[Saved entries]
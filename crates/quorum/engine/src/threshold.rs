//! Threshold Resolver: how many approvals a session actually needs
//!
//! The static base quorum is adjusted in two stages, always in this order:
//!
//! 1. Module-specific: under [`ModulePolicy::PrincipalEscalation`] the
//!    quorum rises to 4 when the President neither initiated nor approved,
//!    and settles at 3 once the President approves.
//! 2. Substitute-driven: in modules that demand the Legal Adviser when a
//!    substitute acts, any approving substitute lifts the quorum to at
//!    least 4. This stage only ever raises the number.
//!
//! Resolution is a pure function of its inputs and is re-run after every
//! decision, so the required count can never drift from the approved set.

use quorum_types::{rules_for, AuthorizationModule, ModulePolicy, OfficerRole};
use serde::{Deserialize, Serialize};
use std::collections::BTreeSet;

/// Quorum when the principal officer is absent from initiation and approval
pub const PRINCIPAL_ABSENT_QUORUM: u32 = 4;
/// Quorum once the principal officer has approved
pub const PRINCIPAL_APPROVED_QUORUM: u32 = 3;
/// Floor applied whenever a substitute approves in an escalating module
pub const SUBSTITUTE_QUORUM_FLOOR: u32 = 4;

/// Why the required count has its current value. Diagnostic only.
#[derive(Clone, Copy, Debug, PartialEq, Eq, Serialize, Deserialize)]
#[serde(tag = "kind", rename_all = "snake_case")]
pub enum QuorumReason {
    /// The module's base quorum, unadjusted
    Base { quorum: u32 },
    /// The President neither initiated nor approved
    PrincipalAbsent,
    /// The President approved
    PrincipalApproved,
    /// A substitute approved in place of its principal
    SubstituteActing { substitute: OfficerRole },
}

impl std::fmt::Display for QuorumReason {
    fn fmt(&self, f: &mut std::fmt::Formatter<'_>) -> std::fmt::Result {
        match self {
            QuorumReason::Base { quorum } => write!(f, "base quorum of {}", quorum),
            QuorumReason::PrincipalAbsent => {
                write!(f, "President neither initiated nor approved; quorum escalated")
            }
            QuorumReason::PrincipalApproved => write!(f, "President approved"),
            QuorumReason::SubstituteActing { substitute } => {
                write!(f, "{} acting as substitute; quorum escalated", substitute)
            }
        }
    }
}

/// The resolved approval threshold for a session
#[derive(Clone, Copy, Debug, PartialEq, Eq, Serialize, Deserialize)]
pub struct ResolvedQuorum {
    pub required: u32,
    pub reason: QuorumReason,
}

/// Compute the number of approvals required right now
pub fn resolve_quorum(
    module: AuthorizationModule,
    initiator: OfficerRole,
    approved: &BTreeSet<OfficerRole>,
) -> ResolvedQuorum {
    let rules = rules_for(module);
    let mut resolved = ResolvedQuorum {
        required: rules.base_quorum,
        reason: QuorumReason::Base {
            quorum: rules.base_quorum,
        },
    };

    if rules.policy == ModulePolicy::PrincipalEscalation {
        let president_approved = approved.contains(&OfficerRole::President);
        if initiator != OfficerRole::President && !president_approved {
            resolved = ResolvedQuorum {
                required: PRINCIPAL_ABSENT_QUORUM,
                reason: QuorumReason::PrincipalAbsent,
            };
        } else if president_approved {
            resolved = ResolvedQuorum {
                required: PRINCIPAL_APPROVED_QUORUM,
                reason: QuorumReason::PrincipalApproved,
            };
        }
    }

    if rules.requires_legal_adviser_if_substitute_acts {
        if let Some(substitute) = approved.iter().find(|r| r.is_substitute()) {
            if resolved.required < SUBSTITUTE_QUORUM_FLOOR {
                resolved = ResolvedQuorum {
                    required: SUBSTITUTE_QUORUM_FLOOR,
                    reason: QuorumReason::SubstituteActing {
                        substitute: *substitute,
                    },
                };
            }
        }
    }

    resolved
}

* * *

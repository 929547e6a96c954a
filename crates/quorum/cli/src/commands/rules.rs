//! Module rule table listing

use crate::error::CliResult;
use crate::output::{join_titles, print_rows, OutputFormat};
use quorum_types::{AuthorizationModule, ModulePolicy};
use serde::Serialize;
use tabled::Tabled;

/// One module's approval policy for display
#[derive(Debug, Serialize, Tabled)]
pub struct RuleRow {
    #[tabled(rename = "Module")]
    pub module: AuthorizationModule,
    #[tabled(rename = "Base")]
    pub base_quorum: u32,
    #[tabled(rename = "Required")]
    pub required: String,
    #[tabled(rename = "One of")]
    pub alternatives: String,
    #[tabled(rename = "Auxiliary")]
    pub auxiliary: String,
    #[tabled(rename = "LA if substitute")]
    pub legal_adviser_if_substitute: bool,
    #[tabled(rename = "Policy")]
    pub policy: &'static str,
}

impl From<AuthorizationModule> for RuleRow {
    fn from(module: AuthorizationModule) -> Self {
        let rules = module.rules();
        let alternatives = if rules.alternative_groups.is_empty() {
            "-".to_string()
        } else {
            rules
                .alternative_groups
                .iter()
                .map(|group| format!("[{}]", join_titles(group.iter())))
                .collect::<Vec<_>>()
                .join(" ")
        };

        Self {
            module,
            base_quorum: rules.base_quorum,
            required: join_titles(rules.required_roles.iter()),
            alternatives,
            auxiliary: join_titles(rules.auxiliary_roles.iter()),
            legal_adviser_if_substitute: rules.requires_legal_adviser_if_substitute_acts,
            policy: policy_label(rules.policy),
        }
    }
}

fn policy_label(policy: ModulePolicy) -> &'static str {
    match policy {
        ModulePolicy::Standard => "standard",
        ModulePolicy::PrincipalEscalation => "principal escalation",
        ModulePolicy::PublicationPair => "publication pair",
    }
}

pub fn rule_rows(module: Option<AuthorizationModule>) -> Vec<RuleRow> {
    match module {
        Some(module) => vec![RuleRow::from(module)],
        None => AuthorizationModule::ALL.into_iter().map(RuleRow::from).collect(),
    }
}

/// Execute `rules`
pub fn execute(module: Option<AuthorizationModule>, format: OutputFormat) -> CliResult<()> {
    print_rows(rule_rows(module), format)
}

...

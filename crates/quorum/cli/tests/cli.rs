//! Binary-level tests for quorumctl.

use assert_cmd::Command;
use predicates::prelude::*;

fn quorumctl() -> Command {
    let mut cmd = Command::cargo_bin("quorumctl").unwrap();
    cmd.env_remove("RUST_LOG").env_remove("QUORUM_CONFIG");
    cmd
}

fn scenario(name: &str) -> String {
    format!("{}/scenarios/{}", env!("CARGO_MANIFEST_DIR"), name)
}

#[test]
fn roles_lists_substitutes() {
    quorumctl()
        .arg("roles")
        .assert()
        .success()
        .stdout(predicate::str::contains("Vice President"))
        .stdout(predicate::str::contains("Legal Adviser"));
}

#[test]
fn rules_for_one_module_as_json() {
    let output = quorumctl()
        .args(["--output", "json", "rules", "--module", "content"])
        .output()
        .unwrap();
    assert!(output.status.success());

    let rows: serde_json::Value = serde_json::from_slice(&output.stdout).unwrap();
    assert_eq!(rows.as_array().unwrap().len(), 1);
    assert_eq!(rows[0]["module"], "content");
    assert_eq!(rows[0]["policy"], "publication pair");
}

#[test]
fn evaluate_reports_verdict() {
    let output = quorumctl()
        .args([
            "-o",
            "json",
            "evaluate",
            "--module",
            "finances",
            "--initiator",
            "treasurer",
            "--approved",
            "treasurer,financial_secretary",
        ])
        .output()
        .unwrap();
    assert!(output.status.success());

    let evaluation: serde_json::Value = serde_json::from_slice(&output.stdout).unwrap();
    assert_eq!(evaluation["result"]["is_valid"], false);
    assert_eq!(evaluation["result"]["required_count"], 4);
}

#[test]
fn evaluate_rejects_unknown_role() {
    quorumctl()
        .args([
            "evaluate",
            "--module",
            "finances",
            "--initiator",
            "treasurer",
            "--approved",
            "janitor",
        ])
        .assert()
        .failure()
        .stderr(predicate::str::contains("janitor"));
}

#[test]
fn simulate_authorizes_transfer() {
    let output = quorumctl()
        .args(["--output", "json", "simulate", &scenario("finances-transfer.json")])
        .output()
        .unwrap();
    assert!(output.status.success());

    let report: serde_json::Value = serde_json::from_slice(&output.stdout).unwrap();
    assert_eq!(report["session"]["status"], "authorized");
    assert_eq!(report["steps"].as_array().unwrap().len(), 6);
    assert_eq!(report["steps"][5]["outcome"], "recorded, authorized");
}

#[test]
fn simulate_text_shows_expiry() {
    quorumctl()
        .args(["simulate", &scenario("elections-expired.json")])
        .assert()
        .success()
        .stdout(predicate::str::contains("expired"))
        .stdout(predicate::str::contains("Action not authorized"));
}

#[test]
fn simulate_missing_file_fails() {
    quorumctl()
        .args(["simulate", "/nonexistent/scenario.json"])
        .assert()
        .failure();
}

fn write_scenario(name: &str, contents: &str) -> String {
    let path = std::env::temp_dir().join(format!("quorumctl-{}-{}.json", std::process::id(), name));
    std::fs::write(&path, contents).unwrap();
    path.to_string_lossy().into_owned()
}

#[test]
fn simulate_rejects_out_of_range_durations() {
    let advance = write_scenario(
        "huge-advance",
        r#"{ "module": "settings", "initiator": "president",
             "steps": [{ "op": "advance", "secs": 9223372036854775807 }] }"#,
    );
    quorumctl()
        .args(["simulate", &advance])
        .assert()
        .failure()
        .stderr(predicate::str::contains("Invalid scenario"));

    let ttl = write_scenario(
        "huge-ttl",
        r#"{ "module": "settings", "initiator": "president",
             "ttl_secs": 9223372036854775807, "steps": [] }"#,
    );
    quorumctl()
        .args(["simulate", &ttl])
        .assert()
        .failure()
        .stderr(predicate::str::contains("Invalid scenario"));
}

→ TASK TO COMPLETE:
When the word "steps" shows up in a line of the entries, pull that line out.

→ ANSWER SPACE:
    assert_eq!(report["steps"].as_array().unwrap().len(), 6);
    assert_eq!(report["steps"][5]["outcome"], "recorded, authorized");
             "steps": [{ "op": "advance", "secs": 9223372036854775807 }] }"#,
             "ttl_secs": 9223372036854775807, "steps": [] }"#,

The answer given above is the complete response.